Heart of the Comet
- Author: David Brin and Gregory Benford
- Illustrator: April Abrams and David Perry
- Language: English
- Genre: Science Fiction
- Publisher: Bantam Spectra
- Publication date: 1986
- Publication place: United States and Canada
- Media type: Print
- Pages: 477
- ISBN: 0-553-25839-7

= Heart of the Comet =

1986 novel by Gregory Benford and David Brin

Heart of the Comet is a novel by David Brin and Gregory Benford about human space travel to Halley's Comet published in 1986. Its publication coincided with the comet's 1986 approach to the Earth.

Written in the third person, the perspective alternates between the three main characters, the "spacer" Carl Osborn, the computer programmer Virginia Herbert and the doctor and geneticist Saul Lintz.

== Overview ==
The novel tells the story of an expedition beginning in the year 2061 to capture Halley's Comet into a short period orbit so that its resources can be mined. The discovery of life on the comet and the subsequent survival struggle against the indigenous lifeforms and the illnesses and infections they cause leads to a breakdown of the expedition crew and the creation of factions based around political beliefs, nationality and genetic differences between the "percells"—genetically enhanced humans—and the "orthos"—unmodified humans. As well as the fighting between these factions, Earth rejects the mission due to fear of contamination from the halleyform life and attempts to destroy the comet and those living upon it. Eventually the mission crew on Halley are forced to accept that they can never return to Earth and create a new biosphere within the comet's core and in some cases evolve into symbiotic organisms with the halleyform life.

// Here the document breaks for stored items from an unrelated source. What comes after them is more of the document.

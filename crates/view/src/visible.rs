use std::collections::TryReserveError;

use protocol::{TileKey, tiles_per_axis};

/// Inclusive rectangle of tile indices at one zoom level. Never empty.
#[derive(Debug, Clone, Copy, PartialEq, Eq)]
pub struct TileRange {
    pub zoom: u8,
    pub min_x: u32,
    pub max_x: u32,
    pub min_y: u32,
    pub max_y: u32,
}

impl TileRange {
    /// Clamps signed bounds to the zoom level's grid; `None` if nothing is left.
    pub fn clamped(zoom: u8, min_x: i64, max_x: i64, min_y: i64, max_y: i64) -> Option<Self> {
        let last = i64::from(tiles_per_axis(zoom)) - 1;
        let min_x = min_x.max(0);
        let min_y = min_y.max(0);
        let max_x = max_x.min(last);
        let max_y = max_y.min(last);
        if min_x > max_x || min_y > max_y {
            return None;
        }
        Some(Self {
            zoom,
            min_x: min_x as u32,
            max_x: max_x as u32,
            min_y: min_y as u32,
            max_y: max_y as u32,
        })
    }

    pub fn width(&self) -> u32 {
        self.max_x - self.min_x + 1
    }

    pub fn height(&self) -> u32 {
        self.max_y - self.min_y + 1
    }

    pub fn len(&self) -> usize {
        self.width() as usize * self.height() as usize
    }

    pub fn contains(&self, key: TileKey) -> bool {
        key.zoom == self.zoom
            && (self.min_x..=self.max_x).contains(&key.x)
            && (self.min_y..=self.max_y).contains(&key.y)
    }
}

/// Visits every tile of `range` once, walking inward ring by ring:
/// right column downwards, bottom row leftwards, left column upwards,
/// top row rightwards, shrinking the rectangle after each side.
///
/// Fails without aborting when the range is too large to hold in memory.
pub fn ring_order(range: &TileRange) -> Result<Vec<TileKey>, TryReserveError> {
    let total = range.len();
    let mut order = Vec::new();
    order.try_reserve_exact(total)?;
    let zoom = range.zoom;
    let mut start_x = i64::from(range.min_x);
    let mut start_y = i64::from(range.min_y);
    let mut end_x = i64::from(range.max_x);
    let mut end_y = i64::from(range.max_y);
    let push = |order: &mut Vec<TileKey>, x: i64, y: i64| {
        order.push(TileKey {
            zoom,
            x: x as u32,
            y: y as u32,
        });
    };

    while order.len() < total {
        for y in start_y..=end_y {
            push(&mut order, end_x, y);
        }
        if order.len() == total {
            break;
        }
        end_x -= 1;

        for x in (start_x..=end_x).rev() {
            push(&mut order, x, end_y);
        }
        if order.len() == total {
            break;
        }
        end_y -= 1;

        for y in (start_y..=end_y).rev() {
            push(&mut order, start_x, y);
        }
        if order.len() == total {
            break;
        }
        start_x += 1;

        for x in start_x..=end_x {
            push(&mut order, x, start_y);
        }
        start_y += 1;
    }
    Ok(order)
}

Subplots within the novel include the love triangle between the three major characters, Saul's quest for immortality through the creation of clones of himself and Virginia's development and nurture of the bio-organic stochastic computer JonVon, into whom Saul eventually transfers her consciousness before her brain dies as a result of an accident. The description of many of the interactions with JonVon and this final transference of consciousness is similar to the descriptions of the matrix in the William Gibson novel Neuromancer.

==Characters==

===Main===
- Carl Osborn - spacer, percell
- Virginia Kaninamanu Herbert - computer programmer, percell
- Saul Lintz - doctor and geneticist, ortho

===Minor characters===
- Miguel Cruz-Mendoza - Captain of the Edmund Halley, ortho
- Otis Sergeov - Spacer Second Class, percell
- Joao Quiverian - astronomer, ortho
- Lt. Col. Suleiman Ould-Harrad - spacer, ortho
- Lani Nguyen - spacer, ortho
- Jeffers - spacer, percell
- Akio Matsudo - doctor
- Bethany Oakes - doctor
- Nickolas Malenkov - doctor
- Marguerite van/von Zoon - doctor
- Jim Vidor - spacer
- Ingersoll - percell
- Linbarger - doctor, ortho
- Keoki Anuenue - med-tech, ortho

===Background characters===
- Simon Percell - geneticist
- JonVon - quasi-sentient computer personality

==Themes==
As an example of the hard science fiction subgenre, the story is meant to be scientifically plausible. Social and political issues such as racism and diaspora are also present, as well as social arguments surrounding issues such as genetic engineering and cloning and exploration of more philosophical subjects such as immortality and transhumanism.